Provided data section start
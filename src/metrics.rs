//! Process-local counters for terminal activity.
//! Logged at the end of a `play` session; never persisted.
use std::sync::atomic::{AtomicU64, Ordering};

static ANSWERS_SUBMITTED: AtomicU64 = AtomicU64::new(0);
static ANSWERS_ACCEPTED: AtomicU64 = AtomicU64::new(0);
static ANSWERS_REJECTED: AtomicU64 = AtomicU64::new(0);
static HINTS_REQUESTED: AtomicU64 = AtomicU64::new(0);
static HINTS_FAILED: AtomicU64 = AtomicU64::new(0);
static MISSIONS_COMPLETED: AtomicU64 = AtomicU64::new(0);

pub fn inc_answers_submitted() {
    ANSWERS_SUBMITTED.fetch_add(1, Ordering::Relaxed);
}
pub fn inc_answers_accepted() {
    ANSWERS_ACCEPTED.fetch_add(1, Ordering::Relaxed);
}
pub fn inc_answers_rejected() {
    ANSWERS_REJECTED.fetch_add(1, Ordering::Relaxed);
}
pub fn inc_hints_requested() {
    HINTS_REQUESTED.fetch_add(1, Ordering::Relaxed);
}
pub fn inc_hints_failed() {
    HINTS_FAILED.fetch_add(1, Ordering::Relaxed);
}
pub fn inc_missions_completed() {
    MISSIONS_COMPLETED.fetch_add(1, Ordering::Relaxed);
}

#[derive(Debug, Default, Clone, Copy, PartialEq, Eq)]
pub struct Snapshot {
    pub answers_submitted: u64,
    pub answers_accepted: u64,
    pub answers_rejected: u64,
    pub hints_requested: u64,
    pub hints_failed: u64,
    pub missions_completed: u64,
}

pub fn snapshot() -> Snapshot {
    Snapshot {
        answers_submitted: ANSWERS_SUBMITTED.load(Ordering::Relaxed),
        answers_accepted: ANSWERS_ACCEPTED.load(Ordering::Relaxed),
        answers_rejected: ANSWERS_REJECTED.load(Ordering::Relaxed),
        hints_requested: HINTS_REQUESTED.load(Ordering::Relaxed),
        hints_failed: HINTS_FAILED.load(Ordering::Relaxed),
        missions_completed: MISSIONS_COMPLETED.load(Ordering::Relaxed),
    }
}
Provided data section end
* [Exercise brief] Each entry should be retyped exactly as given.

* [Result of the exercise]
filename src/metrics.rs
//! Process-local counters for terminal activity.
//! Logged at the end of a `play` session; never persisted.
use std::sync::atomic::{AtomicU64, Ordering};

static ANSWERS_SUBMITTED: AtomicU64 = AtomicU64::new(0);
static ANSWERS_ACCEPTED: AtomicU64 = AtomicU64::new(0);
static ANSWERS_REJECTED: AtomicU64 = AtomicU64::new(0);
static HINTS_REQUESTED: AtomicU64 = AtomicU64::new(0);
static HINTS_FAILED: AtomicU64 = AtomicU64::new(0);
static MISSIONS_COMPLETED: AtomicU64 = AtomicU64::new(0);

pub fn inc_answers_submitted() {
    ANSWERS_SUBMITTED.fetch_add(1, Ordering::Relaxed);
}
pub fn inc_answers_accepted() {
    ANSWERS_ACCEPTED.fetch_add(1, Ordering::Relaxed);
}
pub fn inc_answers_rejected() {
    ANSWERS_REJECTED.fetch_add(1, Ordering::Relaxed);
}
pub fn inc_hints_requested() {
    HINTS_REQUESTED.fetch_add(1, Ordering::Relaxed);
}
pub fn inc_hints_failed() {
    HINTS_FAILED.fetch_add(1, Ordering::Relaxed);
}
pub fn inc_missions_completed() {
    MISSIONS_COMPLETED.fetch_add(1, Ordering::Relaxed);
}

#[derive(Debug, Default, Clone, Copy, PartialEq, Eq)]
pub struct Snapshot {
    pub answers_submitted: u64,
    pub answers_accepted: u64,
    pub answers_rejected: u64,
    pub hints_requested: u64,
    pub hints_failed: u64,
    pub missions_completed: u64,
}

pub fn snapshot() -> Snapshot {
    Snapshot {
        answers_submitted: ANSWERS_SUBMITTED.load(Ordering::Relaxed),
        answers_accepted: ANSWERS_ACCEPTED.load(Ordering::Relaxed),
        answers_rejected: ANSWERS_REJECTED.load(Ordering::Relaxed),
        hints_requested: HINTS_REQUESTED.load(Ordering::Relaxed),
        hints_failed: HINTS_FAILED.load(Ordering::Relaxed),
        missions_completed: MISSIONS_COMPLETED.load(Ordering::Relaxed),
    }
}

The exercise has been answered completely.